After drying compare the color of the prints.
In my experimentation, I have found that the selenium reacts with the bleach and changes color to a nicer brown than full selenium toning without bleach. It could be that the silver grains deeper in the gelatin are now affected by the additional treatment.
I also like to reverse the process a bit and do some partial highlight to mid tone bleaching first , then thiourea 40/60, wash, then selenium. If there are lots of mid tones you get an interesting reddish brown, but your blacks can stay charcoal-ish.
Thanks for all the replies, the video on YouTube was very helpful. Also, I imagine that I’ll need to make a judgment call based on the dry prints after being toned, can a selenium toner print be put in the microwave as with regular prints to speed things up?
Thanks.
I always use two prints - I tone one and put the other up on my stand by the toning tub. From time-to-time, I compare the toning print to the reference. For me, when I see the change in color (that ol' Dektol green goes away) on the tomed print, I'm done. That typically happens, for me, with RST 1:20 at about 75 degrees, in two to three minutes. That gives me what I want.
The point is to have a reference to compare to, under a good light.
Thanks for the tip, correct me if I’m wrong as I’ve never done this before but wouldn’t it be necessary to check the print being toned again a wet print or dry the selenium toned print to compare against a dry print?
I’m just thinking that dry down can be so misleading when judging a wet print’s characteristics.
Reference print should be wet, too. You're right about dry-down. If you keep track of time, you can tone the reference print after the first one.

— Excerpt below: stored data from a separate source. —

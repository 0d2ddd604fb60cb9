// src/matching/mod.rs
// Similarity scorer: a pure function of two records' properties. No I/O.

pub mod email;
pub mod name;
pub mod organization;
pub mod phone;

use log::debug;
use strsim::jaro_winkler;
use thiserror::Error;

use crate::config::DedupeConfig;
use crate::models::{
    EntityRecord, EntityType, MatchMethodType, MatchedField, SimilarityReport,
};

#[derive(Debug, Error)]
pub enum MatchingError {
    #[error("cannot score records of different types: {a} vs {b}")]
    TypeMismatch { a: EntityType, b: EntityType },
}

fn field_weight(field: &MatchedField, config: &DedupeConfig) -> f64 {
    match field.method {
        MatchMethodType::Name => config.weights.name,
        MatchMethodType::Email => config.weights.email,
        MatchMethodType::Phone => config.weights.phone,
        MatchMethodType::Organization => config.weights.organization,
    }
}

fn location_field(a: &EntityRecord, b: &EntityRecord) -> Option<MatchedField> {
    let loc_a = a.text("location")?;
    let loc_b = b.text("location")?;
    if loc_a.trim().is_empty() || loc_b.trim().is_empty() {
        return None;
    }
    let score = jaro_winkler(&loc_a.to_lowercase(), &loc_b.to_lowercase()) * 85.0;
    Some(MatchedField {
        field: "location".to_string(),
        score,
        method: MatchMethodType::Organization,
    })
}

fn comparable_fields(a: &EntityRecord, b: &EntityRecord) -> Vec<MatchedField> {
    let mut fields = Vec::new();
    match a.entity_type {
        EntityType::Person => {
            if let Some(f) = name::score_names(a, b) {
                fields.push(f);
            }
            if let Some(f) = email::score_emails(a, b) {
                fields.push(f);
            }
            if let Some(f) = phone::score_phones(a, b) {
                fields.push(f);
            }
            if let Some(f) = organization::score_affiliations(a, b) {
                fields.push(f);
            }
        }
        EntityType::Organization => {
            if let Some(f) = organization::score_org_names(a, b) {
                fields.push(f);
            }
            if let Some(f) = email::score_emails(a, b) {
                fields.push(f);
            }
            if let Some(f) = phone::score_phones(a, b) {
                fields.push(f);
            }
        }
        EntityType::Event => {
            if let Some(f) = organization::score_org_names(a, b) {
                fields.push(f);
            }
            if let Some(f) = location_field(a, b) {
                fields.push(f);
            }
        }
    }
    fields
}

/// Score a same-type pair of records. Fields absent on either side are
/// excluded from the weighted average, never scored as zero; a pair with
/// no comparable field at all comes back flagged insufficient rather than
/// defaulting to some score.
pub fn score_pair(
    a: &EntityRecord,
    b: &EntityRecord,
    config: &DedupeConfig,
) -> Result<SimilarityReport, MatchingError> {
    if a.entity_type != b.entity_type {
        return Err(MatchingError::TypeMismatch {
            a: a.entity_type,
            b: b.entity_type,
        });
    }

    let matched_fields = comparable_fields(a, b);
    if matched_fields.is_empty() {
        debug!(
            "Similarity: pair ({}, {}) has no comparable fields, flagging insufficient data",
            a.id, b.id
        );
        return Ok(SimilarityReport::insufficient());
    }

    let mut weighted_sum = 0.0;
    let mut weight_total = 0.0;
    for field in &matched_fields {
        let weight = field_weight(field, config);
        weighted_sum += field.score * weight;
        weight_total += weight;
    }
    let mut raw_score = if weight_total > 0.0 {
        weighted_sum / weight_total
    } else {
        0.0
    };

    // A single exact contact-field match is a strong independent signal:
    // it floors the raw score no matter how the names compared.
    let strong_contact_match = matched_fields.iter().any(|f| {
        matches!(f.method, MatchMethodType::Email | MatchMethodType::Phone) && f.score >= 100.0
    });
    if strong_contact_match {
        raw_score = raw_score.max(config.strong_signal_floor);
    }

    Ok(SimilarityReport {
        raw_score: raw_score.clamp(0.0, 100.0),
        matched_fields,
        insufficient_data: false,
    })
}
// src/matching/email.rs

use crate::models::{EntityRecord, MatchMethodType, MatchedField};

/// Normalize an email address for comparison: trim and lowercase, drop any
/// `+tag` suffix on the local part, collapse gmail dots, and fold known
/// provider domain aliases. Returns an empty string when the input is not
/// a plausible address.
pub fn normalize_email(email: &str) -> String {
    let email_trimmed = email.trim().to_lowercase();
    if !email_trimmed.contains('@') {
        return String::new();
    }
    let parts: Vec<&str> = email_trimmed.splitn(2, '@').collect();
    if parts.len() != 2 {
        return String::new();
    }
    let (local_part_full, domain_part) = (parts[0], parts[1]);
    if domain_part.is_empty() || !domain_part.contains('.') {
        return String::new();
    }
    let local_part_no_plus = local_part_full.split('+').next().unwrap_or("").to_string();
    let final_local_part = if domain_part == "gmail.com" || domain_part == "googlemail.com" {
        local_part_no_plus.replace('.', "")
    } else {
        local_part_no_plus
    };
    let final_domain_part = match domain_part {
        "googlemail.com" => "gmail.com",
        "hotmail.com" | "live.com" => "outlook.com",
        other => other,
    };
    if final_local_part.is_empty() {
        String::new()
    } else {
        format!("{}@{}", final_local_part, final_domain_part)
    }
}

/// Every email carried by a record, normalized. The `email` property may be
/// a single text value or a list.
pub fn emails_of(record: &EntityRecord) -> Vec<String> {
    let mut out = Vec::new();
    if let Some(single) = record.text("email") {
        let normalized = normalize_email(single);
        if !normalized.is_empty() {
            out.push(normalized);
        }
    }
    if let Some(list) = record.text_list("email") {
        for raw in list {
            let normalized = normalize_email(raw);
            if !normalized.is_empty() && !out.contains(&normalized) {
                out.push(normalized);
            }
        }
    }
    out
}

/// Exact normalized overlap on any address scores 100; no overlap scores 0.
/// Returns None when either side carries no usable address, so the field
/// drops out of the weighted average instead of counting as zero.
pub fn score_emails(a: &EntityRecord, b: &EntityRecord) -> Option<MatchedField> {
    let emails_a = emails_of(a);
    let emails_b = emails_of(b);
    if emails_a.is_empty() || emails_b.is_empty() {
        return None;
    }
    let overlap = emails_a.iter().any(|e| emails_b.contains(e));
    Some(MatchedField {
        field: "email".to_string(),
        score: if overlap { 100.0 } else { 0.0 },
        method: MatchMethodType::Email,
    })
}

#[cfg(test)]
mod tests {
    use super::*;
    use crate::models::EntityType;

    #[test]
    fn test_normalize_email() {
        assert_eq!(normalize_email("user@example.com"), "user@example.com");
        assert_eq!(normalize_email("USER@EXAMPLE.COM"), "user@example.com");
        assert_eq!(normalize_email("user+tag@example.com"), "user@example.com");
        assert_eq!(normalize_email("user.name@gmail.com"), "username@gmail.com");
        assert_eq!(normalize_email("user@googlemail.com"), "user@gmail.com");
        assert_eq!(normalize_email("user@hotmail.com"), "user@outlook.com");
        assert_eq!(normalize_email("  user@example.com  "), "user@example.com");
        assert_eq!(normalize_email("invalid-email"), "");
        assert_eq!(normalize_email("@example.com"), "");
        assert_eq!(normalize_email("user@"), "");
    }

    #[test]
    fn test_score_absent_on_one_side_is_none() {
        let a = EntityRecord::new("a", EntityType::Person).with_text("email", "x@y.com");
        let b = EntityRecord::new("b", EntityType::Person);
        assert!(score_emails(&a, &b).is_none());
    }

    #[test]
    fn test_list_overlap_matches() {
        let a = EntityRecord::new("a", EntityType::Person).with_text_list("email", &["a@x.com"]);
        let b = EntityRecord::new("b", EntityType::Person)
            .with_text_list("email", &["b@x.com", "A+work@x.com"]);
        let field = score_emails(&a, &b).unwrap();
        assert_eq!(field.score, 100.0);
    }

    #[test]
    fn test_disjoint_addresses_score_zero() {
        let a = EntityRecord::new("a", EntityType::Person).with_text("email", "a@x.com");
        let b = EntityRecord::new("b", EntityType::Person).with_text("email", "b@y.com");
        let field = score_emails(&a, &b).unwrap();
        assert_eq!(field.score, 0.0);
    }
}
#[cfg(test)]
mod editable_buffer_model_tests {
    use super::*;
    use rand::{Rng, SeedableRng};

    /// Applies random inserts and deletes to `buffer` and to a plain `Vec<u8>`,
    /// checking after each step that both agree.
    fn run_against_model<S: BlockStore>(mut buffer: EditableBuffer<S>, seed: u64) {
        let mut rng = rand::rngs::StdRng::seed_from_u64(seed);
        let mut model: Vec<u8> = Vec::new();

        for _ in 0..300 {
            let len = model.len();

            if len == 0 || rng.gen_bool(0.6) {
                let at = rng.gen_range(0..=len);
                let size = rng.gen_range(0..=3 * crate::block::BLOCK_SIZE / 2);
                let data: Vec<u8> = (0..size)
                    .map(|_| {
                        if rng.gen_ratio(1, 16) {
                            b'\n'
                        } else {
                            rng.gen_range(b'a'..=b'z')
                        }
                    })
                    .collect();

                let n = buffer.insert(&data, at as u64).unwrap();
                assert_eq!(n, data.len());
                model.splice(at..at, data);
            } else {
                let q0 = rng.gen_range(0..=len);
                let q1 = rng.gen_range(q0..=len);

                let removed = buffer.delete(q0 as u64, q1 as u64).unwrap();
                assert_eq!(removed, (q1 - q0) as u64);
                model.drain(q0..q1);
            }

            assert_eq!(buffer.len(), model.len() as u64);
        }

        assert_eq!(buffer.to_bytes().unwrap(), model);
    }

    #[test]
    fn test_fixed_store_matches_model() {
        run_against_model(EditableBuffer::new(), 0x5eed);
    }

    #[test]
    fn test_line_counter_matches_model() {
        run_against_model(
            EditableBuffer::with_store(crate::line::counter::LineCounter::new()),
            0xb10c,
        );
    }
}
pub type BlockResult<T> = Result<T, BlockError>;

#[derive(Debug)]
pub enum BlockError {
    /// A seek resolved to a negative absolute offset.
    InvalidOffset(i64),
    /// A positioned read, write or edit referenced an offset past the logical length.
    OutOfRange { offset: u64, len: u64 },
    /// The store has been closed and its blocks released.
    ClosedStore,
    /// A raw block transfer landed nowhere; the store is corrupt.
    IndexOutOfBounds(usize),
    ConversionError(std::num::TryFromIntError),
    Overflow,
}

impl std::fmt::Display for BlockError {
    fn fmt(&self, f: &mut std::fmt::Formatter<'_>) -> std::fmt::Result {
        match self {
            BlockError::InvalidOffset(offset) => write!(f, "invalid offset {offset}"),
            BlockError::OutOfRange { offset, len } => {
                write!(f, "offset {offset} out of range (len={len})")
            }
            BlockError::ClosedStore => write!(f, "block store is closed"),
            BlockError::IndexOutOfBounds(block) => write!(f, "block index {block} out of bounds"),
            BlockError::ConversionError(e) => write!(f, "integer conversion failed: {e}"),
            BlockError::Overflow => write!(f, "arithmetic overflow"),
        }
    }
}

impl std::error::Error for BlockError {
    fn source(&self) -> Option<&(dyn std::error::Error + 'static)> {
        match self {
            BlockError::ConversionError(e) => Some(e),
            _ => None,
        }
    }
}

impl From<std::num::TryFromIntError> for BlockError {
    fn from(value: std::num::TryFromIntError) -> Self {
        BlockError::ConversionError(value)
    }
}

impl From<BlockError> for std::io::Error {
    fn from(value: BlockError) -> Self {
        let kind = match value {
            BlockError::InvalidOffset(_) => std::io::ErrorKind::InvalidInput,
            BlockError::OutOfRange { .. } => std::io::ErrorKind::UnexpectedEof,
            BlockError::ClosedStore => std::io::ErrorKind::NotConnected,
            BlockError::IndexOutOfBounds(_) | BlockError::ConversionError(_) => {
                std::io::ErrorKind::InvalidData
            }
            BlockError::Overflow => std::io::ErrorKind::InvalidInput,
        };

        std::io::Error::new(kind, value)
    }
}

#[cfg(test)]
mod block_error_tests {
    use super::*;

    #[test]
    fn test_conversion_error_from_try_into() {
        let err: BlockError = <u64 as TryInto<u8>>::try_into(300u64).unwrap_err().into();

        assert!(matches!(err, BlockError::ConversionError(_)));
        assert!(err.to_string().starts_with("integer conversion failed"));
        assert!(std::error::Error::source(&err).is_some());
    }

    #[test]
    fn test_io_error_kinds() {
        let io: std::io::Error = BlockError::InvalidOffset(-1).into();
        assert_eq!(io.kind(), std::io::ErrorKind::InvalidInput);

        let io: std::io::Error = BlockError::OutOfRange { offset: 9, len: 3 }.into();
        assert_eq!(io.kind(), std::io::ErrorKind::UnexpectedEof);
        assert_eq!(io.to_string(), "offset 9 out of range (len=3)");

        let io: std::io::Error = BlockError::ClosedStore.into();
        assert_eq!(io.kind(), std::io::ErrorKind::NotConnected);
    }
}
//! Block-organised editable byte storage.
//!
//! - [`block`] holds the fixed-size block arena and the [`block::store::BlockStore`]
//!   contract every storage backend satisfies.
//! - [`buffer`] layers a cursor, streaming I/O and insert/delete on top of any store.
//! - [`line`] decorates a store with per-block newline counts.
pub mod block;
pub mod buffer;
pub mod enums;
pub mod errors;
pub mod line;
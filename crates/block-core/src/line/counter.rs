use crate::block::store::BlockStore;

/// Wraps a store and records, per block, how many `'\n'` bytes the most
/// recent raw write into that block was handed.
///
/// The count covers the whole slice passed to `write_raw`, including any
/// bytes the caller will carry into later blocks, and it replaces the
/// previous value rather than accumulating. Counts therefore drift from the
/// block's real content; [`LineCounter::recount`] resynchronises a block.
#[derive(Debug, Default)]
pub struct LineCounter<S = crate::block::fixed::FixedStore> {
    inner: S,
    /// One entry per allocated block, zero until the block is written.
    lines: Vec<usize>,
}

impl LineCounter {
    #[must_use]
    pub fn new() -> Self {
        Self::default()
    }
}

impl<S: BlockStore> LineCounter<S> {
    pub fn with_store(inner: S) -> Self {
        let lines = vec![0; inner.block_count()];

        Self { inner, lines }
    }

    /// Newline count recorded for `block`.
    ///
    /// # Panics
    ///
    /// Panics if `block` was never allocated.
    #[inline]
    #[must_use]
    pub fn lines(&self, block: usize) -> usize {
        self.lines[block]
    }

    #[inline]
    #[must_use]
    pub fn get_lines(&self, block: usize) -> Option<usize> {
        self.lines.get(block).copied()
    }

    /// Sum of the recorded counts over all blocks.
    #[inline]
    #[must_use]
    pub fn total_lines(&self) -> usize {
        self.lines.iter().sum()
    }

    /// Rescans the live bytes of `block` (those below the logical length)
    /// and stores the exact newline count.
    ///
    /// # Errors
    ///
    /// `IndexOutOfBounds` if `block` was never allocated.
    pub fn recount(&mut self, block: usize) -> crate::errors::BlockResult<usize> {
        if block >= self.inner.block_count() {
            return Err(crate::errors::BlockError::IndexOutOfBounds(block));
        }

        let start = crate::block::address::Address { block, offset: 0 }.to_offset()?;
        let live = self
            .inner
            .len()
            .saturating_sub(start)
            .min(crate::block::BLOCK_SIZE as u64);
        let mut tmp = [0u8; crate::block::BLOCK_SIZE];
        let live = <u64 as TryInto<usize>>::try_into(live)?;
        let n = self.inner.read_raw(&mut tmp[..live], block, 0)?;
        let count = memchr::memchr_iter(b'\n', &tmp[..n]).count();

        self.grow_counts(block + 1);
        self.lines[block] = count;

        Ok(count)
    }

    #[inline]
    pub fn inner(&self) -> &S {
        &self.inner
    }

    #[inline]
    pub fn into_inner(self) -> S {
        self.inner
    }

    fn grow_counts(&mut self, blocks: usize) {
        if self.lines.len() < blocks {
            self.lines.resize(blocks, 0);
        }
    }
}

impl<S: BlockStore> BlockStore for LineCounter<S> {
    fn address(
        &self,
        offset: u64,
    ) -> crate::errors::BlockResult<crate::block::address::Address> {
        self.inner.address(offset)
    }

    fn ensure(&mut self, min_bytes: u64) -> crate::errors::BlockResult<()> {
        self.inner.ensure(min_bytes)?;
        self.grow_counts(self.inner.block_count());

        Ok(())
    }

    #[inline]
    fn read_raw(
        &self,
        dst: &mut [u8],
        block: usize,
        offset: usize,
    ) -> crate::errors::BlockResult<usize> {
        self.inner.read_raw(dst, block, offset)
    }

    /// Counts the newlines in `src`, writes through to the inner store, then
    /// replaces the block's count. Nothing is recorded if the block is missing.
    fn write_raw(
        &mut self,
        src: &[u8],
        block: usize,
        offset: usize,
    ) -> crate::errors::BlockResult<usize> {
        let count = memchr::memchr_iter(b'\n', src).count();
        let n = self.inner.write_raw(src, block, offset)?;

        if n > 0 {
            self.grow_counts(block + 1);
            self.lines[block] = count;
        }

        Ok(n)
    }

    #[inline]
    fn set_len(&mut self, len: u64) {
        self.inner.set_len(len);
    }

    #[inline]
    fn len(&self) -> u64 {
        self.inner.len()
    }

    #[inline]
    fn block_count(&self) -> usize {
        self.inner.block_count()
    }

    #[inline]
    fn is_closed(&self) -> bool {
        self.inner.is_closed()
    }

    fn close(&mut self) -> crate::errors::BlockResult<()> {
        self.inner.close()?;
        self.lines = Vec::new();

        Ok(())
    }

    fn dump(&self) -> String {
        let mut s = self.inner.dump();

        s.push_str(&format!("lines: {:?}\n", self.lines));

        s
    }
}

One more quick question! If I wanted to experiment with whitening the highlights a bit , I understand that I could split tone with a bleach. I don’t really want to give the highlights a brown/sepia tiny so what bleach (if any) gives neutral highlights?
Thanks.
Papers differ with respect to whether the bleached area will show a yellowish color shift afterwards or not. It also depends on any specific toners involved before or after the bleach step. I find MGWT to be quite cooperative in this respect with classic Farmers A&B reducer, leaving no color bias. You need to re-fix the print after bleaching, and wash of course. You probably won't find any Farmer's under Kodak label anymore; but Photographer's Formulary has an identical twin.